▶ **WHAT TO WORK ON**
Only lines that contain the string "parsing" should be returned from the material below.

▶ **EXERCISE MATERIALS**
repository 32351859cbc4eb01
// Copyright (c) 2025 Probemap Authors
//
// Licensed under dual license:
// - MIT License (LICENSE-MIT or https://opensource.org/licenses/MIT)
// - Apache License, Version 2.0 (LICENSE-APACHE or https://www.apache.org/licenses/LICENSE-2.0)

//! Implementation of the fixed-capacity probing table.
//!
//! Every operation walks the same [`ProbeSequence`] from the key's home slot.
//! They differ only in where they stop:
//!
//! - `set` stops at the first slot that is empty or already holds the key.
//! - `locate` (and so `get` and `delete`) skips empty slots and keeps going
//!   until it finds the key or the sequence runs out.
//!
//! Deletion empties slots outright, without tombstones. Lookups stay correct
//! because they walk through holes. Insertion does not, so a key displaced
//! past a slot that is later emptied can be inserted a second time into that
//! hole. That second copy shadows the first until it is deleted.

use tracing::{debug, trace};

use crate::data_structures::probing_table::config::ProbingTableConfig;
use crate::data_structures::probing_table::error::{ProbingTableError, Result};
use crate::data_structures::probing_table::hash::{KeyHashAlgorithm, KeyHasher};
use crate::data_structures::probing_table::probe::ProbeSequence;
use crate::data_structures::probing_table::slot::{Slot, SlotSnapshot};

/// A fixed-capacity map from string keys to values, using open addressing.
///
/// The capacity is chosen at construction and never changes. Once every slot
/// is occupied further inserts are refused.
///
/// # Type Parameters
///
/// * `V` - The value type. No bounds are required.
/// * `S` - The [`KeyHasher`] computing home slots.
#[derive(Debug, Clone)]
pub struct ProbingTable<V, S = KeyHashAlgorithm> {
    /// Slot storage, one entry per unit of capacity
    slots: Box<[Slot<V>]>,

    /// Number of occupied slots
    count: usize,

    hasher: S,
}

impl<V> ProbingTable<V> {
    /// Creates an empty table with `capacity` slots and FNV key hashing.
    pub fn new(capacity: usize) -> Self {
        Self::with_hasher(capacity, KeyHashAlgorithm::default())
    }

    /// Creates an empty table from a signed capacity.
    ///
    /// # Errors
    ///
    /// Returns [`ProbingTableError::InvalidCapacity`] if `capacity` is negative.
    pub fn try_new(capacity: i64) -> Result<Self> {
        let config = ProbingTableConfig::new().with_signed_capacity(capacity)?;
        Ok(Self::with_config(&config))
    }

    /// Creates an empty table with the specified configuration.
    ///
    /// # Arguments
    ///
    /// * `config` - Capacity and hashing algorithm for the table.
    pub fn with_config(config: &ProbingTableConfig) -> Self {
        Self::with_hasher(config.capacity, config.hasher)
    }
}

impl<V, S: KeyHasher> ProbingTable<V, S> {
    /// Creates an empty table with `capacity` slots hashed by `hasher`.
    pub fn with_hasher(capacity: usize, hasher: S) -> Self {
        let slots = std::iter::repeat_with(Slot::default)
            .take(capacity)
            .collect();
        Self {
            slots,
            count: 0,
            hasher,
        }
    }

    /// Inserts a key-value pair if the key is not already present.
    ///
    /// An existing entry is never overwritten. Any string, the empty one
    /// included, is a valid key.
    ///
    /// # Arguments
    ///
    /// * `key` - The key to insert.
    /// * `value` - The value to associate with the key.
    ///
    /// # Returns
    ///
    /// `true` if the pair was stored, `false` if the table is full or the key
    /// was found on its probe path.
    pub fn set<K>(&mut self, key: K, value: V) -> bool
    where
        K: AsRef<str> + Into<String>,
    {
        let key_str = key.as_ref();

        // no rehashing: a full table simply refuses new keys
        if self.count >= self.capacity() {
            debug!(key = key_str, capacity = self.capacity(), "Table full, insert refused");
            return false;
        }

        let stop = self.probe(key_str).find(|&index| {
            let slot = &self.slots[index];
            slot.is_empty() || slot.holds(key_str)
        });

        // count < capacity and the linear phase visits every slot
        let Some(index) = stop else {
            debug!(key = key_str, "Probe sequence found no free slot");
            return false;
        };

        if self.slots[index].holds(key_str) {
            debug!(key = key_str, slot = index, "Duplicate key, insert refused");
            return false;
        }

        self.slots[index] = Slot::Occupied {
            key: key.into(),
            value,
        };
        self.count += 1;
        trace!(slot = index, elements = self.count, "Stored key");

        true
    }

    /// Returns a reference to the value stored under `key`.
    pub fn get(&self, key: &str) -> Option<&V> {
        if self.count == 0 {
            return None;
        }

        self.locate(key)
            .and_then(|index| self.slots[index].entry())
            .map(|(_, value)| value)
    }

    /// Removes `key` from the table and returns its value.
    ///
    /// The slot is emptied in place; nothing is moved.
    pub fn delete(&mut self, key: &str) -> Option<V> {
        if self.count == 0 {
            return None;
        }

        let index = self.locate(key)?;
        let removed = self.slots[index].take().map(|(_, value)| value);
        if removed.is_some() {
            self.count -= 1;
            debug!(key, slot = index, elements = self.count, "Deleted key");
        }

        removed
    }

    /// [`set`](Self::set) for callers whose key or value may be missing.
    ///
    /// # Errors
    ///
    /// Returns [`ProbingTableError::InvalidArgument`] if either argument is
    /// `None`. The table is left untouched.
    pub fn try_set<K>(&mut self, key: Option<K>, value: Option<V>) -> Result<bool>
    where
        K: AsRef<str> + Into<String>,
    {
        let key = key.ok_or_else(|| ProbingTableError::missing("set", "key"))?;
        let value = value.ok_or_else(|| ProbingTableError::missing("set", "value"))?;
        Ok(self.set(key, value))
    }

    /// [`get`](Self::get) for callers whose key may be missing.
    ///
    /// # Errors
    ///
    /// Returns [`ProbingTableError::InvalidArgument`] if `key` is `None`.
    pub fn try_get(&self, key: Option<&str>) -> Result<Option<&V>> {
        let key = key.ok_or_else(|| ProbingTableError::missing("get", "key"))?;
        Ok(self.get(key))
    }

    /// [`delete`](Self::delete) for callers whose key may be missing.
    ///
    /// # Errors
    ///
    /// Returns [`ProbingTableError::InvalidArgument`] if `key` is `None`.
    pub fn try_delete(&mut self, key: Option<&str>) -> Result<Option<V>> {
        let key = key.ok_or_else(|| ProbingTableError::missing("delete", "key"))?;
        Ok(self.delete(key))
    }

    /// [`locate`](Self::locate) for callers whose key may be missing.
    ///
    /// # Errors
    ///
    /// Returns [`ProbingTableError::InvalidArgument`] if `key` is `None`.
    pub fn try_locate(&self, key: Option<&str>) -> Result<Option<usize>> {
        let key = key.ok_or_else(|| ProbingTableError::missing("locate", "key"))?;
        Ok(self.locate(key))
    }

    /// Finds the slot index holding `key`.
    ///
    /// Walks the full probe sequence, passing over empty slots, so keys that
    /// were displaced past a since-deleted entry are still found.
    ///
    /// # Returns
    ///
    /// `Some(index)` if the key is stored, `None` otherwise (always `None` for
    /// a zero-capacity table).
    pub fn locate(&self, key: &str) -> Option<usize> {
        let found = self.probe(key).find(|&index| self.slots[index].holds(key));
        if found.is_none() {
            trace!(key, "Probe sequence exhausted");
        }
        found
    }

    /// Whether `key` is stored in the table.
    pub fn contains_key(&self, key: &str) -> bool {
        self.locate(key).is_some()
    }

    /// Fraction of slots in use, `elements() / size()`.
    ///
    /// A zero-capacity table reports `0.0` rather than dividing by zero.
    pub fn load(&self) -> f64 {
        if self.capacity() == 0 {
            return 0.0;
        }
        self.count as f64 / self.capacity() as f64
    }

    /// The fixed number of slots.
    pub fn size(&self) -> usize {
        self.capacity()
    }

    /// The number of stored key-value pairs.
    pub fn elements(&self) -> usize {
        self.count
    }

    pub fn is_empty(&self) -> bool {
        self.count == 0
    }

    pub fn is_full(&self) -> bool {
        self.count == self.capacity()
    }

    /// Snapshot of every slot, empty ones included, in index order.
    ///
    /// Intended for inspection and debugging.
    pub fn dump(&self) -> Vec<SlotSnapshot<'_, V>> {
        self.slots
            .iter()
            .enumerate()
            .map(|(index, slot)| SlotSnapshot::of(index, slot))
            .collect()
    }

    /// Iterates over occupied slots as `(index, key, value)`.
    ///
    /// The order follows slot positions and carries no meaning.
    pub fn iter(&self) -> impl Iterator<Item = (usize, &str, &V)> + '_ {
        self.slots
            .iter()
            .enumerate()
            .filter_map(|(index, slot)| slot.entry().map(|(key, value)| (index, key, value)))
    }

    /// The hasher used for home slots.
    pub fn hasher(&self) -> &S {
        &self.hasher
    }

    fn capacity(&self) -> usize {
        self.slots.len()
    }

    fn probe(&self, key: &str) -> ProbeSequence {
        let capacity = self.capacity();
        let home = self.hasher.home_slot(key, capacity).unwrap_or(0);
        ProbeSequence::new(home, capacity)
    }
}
* * *
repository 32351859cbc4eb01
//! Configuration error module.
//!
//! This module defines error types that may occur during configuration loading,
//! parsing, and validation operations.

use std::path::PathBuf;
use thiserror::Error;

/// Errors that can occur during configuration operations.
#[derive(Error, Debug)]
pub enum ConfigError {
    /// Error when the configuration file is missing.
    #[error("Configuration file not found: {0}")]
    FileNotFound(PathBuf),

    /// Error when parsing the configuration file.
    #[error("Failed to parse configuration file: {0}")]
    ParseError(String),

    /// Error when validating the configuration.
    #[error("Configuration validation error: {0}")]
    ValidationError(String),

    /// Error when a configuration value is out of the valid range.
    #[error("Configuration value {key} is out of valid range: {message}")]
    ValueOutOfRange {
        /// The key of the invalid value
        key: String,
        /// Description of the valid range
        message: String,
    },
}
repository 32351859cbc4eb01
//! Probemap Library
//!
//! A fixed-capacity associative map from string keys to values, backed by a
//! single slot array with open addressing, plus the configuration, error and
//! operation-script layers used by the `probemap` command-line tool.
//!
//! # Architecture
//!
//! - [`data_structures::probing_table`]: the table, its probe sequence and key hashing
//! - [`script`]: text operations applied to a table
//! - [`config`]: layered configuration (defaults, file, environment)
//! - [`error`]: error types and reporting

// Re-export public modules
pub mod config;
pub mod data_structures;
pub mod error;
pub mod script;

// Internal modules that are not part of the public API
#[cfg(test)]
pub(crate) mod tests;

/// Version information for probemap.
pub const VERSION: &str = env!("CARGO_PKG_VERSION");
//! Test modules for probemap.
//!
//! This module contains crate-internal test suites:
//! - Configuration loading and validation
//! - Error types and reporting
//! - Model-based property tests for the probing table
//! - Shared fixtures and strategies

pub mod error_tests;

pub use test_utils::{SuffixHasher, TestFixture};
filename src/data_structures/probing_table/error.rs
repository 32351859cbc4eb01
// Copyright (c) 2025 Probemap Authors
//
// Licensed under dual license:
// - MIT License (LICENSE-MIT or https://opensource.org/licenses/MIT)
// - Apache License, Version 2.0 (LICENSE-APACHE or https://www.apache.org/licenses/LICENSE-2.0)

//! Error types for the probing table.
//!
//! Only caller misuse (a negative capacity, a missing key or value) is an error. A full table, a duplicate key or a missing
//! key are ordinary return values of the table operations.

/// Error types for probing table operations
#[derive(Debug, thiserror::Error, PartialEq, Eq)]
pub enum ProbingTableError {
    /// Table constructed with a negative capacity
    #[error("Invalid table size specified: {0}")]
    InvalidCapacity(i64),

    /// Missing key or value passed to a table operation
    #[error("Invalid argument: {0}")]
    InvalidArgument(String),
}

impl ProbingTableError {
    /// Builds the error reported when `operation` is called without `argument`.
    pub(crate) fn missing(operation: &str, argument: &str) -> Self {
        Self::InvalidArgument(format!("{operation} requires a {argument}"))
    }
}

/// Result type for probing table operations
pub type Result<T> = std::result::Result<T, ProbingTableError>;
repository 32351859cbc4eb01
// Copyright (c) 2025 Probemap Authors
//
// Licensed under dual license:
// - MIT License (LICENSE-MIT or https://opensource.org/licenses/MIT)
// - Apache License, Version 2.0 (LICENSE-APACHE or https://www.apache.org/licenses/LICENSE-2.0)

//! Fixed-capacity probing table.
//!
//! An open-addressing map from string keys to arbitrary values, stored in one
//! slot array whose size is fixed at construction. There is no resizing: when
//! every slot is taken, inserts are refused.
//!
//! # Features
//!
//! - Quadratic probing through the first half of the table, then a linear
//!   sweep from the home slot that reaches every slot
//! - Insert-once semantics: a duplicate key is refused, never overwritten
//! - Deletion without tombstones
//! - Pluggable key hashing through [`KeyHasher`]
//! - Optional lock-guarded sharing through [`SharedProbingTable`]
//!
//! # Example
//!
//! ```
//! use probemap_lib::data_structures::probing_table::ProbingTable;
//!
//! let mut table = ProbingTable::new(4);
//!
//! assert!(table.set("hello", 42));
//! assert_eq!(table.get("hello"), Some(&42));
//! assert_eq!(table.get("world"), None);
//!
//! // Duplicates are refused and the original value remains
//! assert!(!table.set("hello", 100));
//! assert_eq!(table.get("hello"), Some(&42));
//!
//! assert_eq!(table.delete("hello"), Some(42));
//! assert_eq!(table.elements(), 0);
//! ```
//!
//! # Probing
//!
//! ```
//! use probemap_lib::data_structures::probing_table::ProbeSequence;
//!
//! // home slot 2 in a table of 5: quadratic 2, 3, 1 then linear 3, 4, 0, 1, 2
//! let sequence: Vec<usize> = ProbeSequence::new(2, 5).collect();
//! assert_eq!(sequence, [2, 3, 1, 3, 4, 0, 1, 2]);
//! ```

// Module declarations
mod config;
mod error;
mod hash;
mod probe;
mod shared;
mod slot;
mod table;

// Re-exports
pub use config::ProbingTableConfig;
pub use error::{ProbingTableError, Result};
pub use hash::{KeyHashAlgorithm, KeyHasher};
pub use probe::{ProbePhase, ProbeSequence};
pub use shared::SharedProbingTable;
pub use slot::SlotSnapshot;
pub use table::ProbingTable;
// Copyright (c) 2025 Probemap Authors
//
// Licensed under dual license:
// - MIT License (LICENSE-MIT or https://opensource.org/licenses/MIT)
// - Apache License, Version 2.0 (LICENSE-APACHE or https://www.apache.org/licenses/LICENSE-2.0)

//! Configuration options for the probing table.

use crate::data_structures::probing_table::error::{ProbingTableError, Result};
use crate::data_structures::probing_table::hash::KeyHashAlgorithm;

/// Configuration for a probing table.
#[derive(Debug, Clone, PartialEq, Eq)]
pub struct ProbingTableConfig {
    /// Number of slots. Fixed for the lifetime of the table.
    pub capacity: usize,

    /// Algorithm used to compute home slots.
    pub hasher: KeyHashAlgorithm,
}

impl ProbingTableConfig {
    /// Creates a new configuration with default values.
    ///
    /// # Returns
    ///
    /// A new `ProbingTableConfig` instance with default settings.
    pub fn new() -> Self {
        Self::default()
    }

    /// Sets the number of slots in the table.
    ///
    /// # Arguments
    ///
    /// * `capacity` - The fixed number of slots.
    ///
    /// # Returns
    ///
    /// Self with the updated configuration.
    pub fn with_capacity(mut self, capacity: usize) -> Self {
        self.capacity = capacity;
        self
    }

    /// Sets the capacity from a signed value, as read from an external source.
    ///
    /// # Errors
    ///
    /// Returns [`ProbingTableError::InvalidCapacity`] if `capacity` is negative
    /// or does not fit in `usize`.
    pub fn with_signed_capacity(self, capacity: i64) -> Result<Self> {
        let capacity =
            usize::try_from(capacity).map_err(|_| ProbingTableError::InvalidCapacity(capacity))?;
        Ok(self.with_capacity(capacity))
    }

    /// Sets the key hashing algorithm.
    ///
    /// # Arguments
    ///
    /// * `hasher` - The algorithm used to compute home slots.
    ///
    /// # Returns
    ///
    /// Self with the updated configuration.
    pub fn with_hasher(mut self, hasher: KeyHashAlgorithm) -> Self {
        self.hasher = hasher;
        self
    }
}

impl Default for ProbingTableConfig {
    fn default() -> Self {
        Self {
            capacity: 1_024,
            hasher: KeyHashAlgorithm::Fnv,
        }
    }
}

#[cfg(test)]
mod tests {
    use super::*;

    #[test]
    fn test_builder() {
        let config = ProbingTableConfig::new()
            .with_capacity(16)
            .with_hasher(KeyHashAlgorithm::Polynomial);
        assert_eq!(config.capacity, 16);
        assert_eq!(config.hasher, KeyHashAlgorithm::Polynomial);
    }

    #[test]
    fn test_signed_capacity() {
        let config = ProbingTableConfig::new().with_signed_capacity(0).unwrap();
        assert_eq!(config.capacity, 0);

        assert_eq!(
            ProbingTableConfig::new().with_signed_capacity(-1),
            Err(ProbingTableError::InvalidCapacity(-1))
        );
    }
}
...
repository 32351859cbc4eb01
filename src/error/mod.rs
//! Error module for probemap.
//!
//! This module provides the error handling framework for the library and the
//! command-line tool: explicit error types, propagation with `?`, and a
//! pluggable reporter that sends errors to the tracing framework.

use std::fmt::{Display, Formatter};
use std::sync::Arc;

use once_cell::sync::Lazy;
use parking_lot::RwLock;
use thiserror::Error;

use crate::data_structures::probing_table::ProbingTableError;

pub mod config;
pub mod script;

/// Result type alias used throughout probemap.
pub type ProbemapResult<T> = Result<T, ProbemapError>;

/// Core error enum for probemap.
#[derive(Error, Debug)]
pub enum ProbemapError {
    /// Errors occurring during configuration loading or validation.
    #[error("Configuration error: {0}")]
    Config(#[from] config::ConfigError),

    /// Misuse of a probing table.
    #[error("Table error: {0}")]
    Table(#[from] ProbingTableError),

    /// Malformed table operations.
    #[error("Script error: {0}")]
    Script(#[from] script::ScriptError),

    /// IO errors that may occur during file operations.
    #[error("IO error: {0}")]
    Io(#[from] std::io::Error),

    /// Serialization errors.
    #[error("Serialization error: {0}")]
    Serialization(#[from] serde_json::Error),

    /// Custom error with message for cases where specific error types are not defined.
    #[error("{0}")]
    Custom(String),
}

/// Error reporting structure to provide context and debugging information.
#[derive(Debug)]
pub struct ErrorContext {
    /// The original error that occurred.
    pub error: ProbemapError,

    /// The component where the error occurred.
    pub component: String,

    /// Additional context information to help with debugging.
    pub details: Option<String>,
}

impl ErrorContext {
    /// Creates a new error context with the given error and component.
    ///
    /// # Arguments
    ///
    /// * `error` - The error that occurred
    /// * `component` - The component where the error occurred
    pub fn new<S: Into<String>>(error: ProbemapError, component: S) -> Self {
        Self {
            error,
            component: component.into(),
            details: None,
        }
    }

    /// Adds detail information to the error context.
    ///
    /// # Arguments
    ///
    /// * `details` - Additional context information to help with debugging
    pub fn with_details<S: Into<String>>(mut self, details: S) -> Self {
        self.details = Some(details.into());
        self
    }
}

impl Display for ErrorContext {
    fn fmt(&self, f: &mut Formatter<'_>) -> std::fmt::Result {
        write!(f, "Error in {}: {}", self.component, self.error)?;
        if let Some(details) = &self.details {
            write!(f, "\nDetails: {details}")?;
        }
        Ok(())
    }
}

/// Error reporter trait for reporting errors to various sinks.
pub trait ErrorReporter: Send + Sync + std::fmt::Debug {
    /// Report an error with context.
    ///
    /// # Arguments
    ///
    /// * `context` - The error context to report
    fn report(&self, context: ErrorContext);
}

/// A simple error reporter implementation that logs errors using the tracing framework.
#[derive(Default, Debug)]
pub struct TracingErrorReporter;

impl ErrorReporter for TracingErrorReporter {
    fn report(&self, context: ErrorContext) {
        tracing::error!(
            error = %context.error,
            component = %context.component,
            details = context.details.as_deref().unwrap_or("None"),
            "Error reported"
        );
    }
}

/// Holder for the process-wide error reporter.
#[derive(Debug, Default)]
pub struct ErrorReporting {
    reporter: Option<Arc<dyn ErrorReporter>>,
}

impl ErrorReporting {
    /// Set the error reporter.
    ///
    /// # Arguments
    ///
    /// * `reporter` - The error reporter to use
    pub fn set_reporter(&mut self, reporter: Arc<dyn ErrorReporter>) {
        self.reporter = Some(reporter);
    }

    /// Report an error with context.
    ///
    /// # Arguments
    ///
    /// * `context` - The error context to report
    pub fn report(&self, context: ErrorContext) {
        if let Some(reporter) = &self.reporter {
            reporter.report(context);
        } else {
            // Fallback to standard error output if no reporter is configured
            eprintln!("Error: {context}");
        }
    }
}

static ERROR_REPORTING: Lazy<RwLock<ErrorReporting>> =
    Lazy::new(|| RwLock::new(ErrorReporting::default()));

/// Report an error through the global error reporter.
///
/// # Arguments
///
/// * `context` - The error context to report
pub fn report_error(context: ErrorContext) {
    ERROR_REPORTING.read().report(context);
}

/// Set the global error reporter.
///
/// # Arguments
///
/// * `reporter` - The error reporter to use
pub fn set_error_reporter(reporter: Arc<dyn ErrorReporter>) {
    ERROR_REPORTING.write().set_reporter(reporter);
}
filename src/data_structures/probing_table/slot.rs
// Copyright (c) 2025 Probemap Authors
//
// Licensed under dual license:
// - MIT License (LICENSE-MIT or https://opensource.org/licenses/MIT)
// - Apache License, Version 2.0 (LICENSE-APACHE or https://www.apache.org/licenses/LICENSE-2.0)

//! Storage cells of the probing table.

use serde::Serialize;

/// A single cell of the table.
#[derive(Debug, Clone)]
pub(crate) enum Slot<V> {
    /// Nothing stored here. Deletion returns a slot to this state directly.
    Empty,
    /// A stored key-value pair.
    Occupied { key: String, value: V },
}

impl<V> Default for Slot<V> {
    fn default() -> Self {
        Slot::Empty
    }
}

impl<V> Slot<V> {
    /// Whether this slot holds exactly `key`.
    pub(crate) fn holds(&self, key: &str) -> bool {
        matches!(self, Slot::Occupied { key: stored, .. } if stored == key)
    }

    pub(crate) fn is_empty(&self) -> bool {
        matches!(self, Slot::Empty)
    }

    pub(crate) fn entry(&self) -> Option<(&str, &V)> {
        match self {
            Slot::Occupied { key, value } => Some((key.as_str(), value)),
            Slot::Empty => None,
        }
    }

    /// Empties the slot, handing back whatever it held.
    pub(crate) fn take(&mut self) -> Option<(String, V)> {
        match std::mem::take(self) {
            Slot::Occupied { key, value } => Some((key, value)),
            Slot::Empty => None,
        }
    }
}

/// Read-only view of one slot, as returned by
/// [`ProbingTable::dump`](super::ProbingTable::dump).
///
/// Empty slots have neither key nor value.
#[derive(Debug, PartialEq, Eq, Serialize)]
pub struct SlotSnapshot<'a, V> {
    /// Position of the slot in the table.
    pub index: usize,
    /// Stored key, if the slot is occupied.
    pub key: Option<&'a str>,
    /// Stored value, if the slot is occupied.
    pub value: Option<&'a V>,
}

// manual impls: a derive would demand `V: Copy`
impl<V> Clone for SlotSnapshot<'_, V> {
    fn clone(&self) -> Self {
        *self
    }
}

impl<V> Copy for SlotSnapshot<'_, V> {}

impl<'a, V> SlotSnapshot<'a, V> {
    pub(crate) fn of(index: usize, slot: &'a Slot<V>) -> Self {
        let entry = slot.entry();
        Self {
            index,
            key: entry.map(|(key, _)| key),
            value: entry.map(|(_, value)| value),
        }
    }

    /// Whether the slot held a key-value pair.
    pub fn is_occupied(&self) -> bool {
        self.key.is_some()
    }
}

▶ **TASK RESPONSE**
//! parsing, and validation operations.
    /// Error when parsing the configuration file.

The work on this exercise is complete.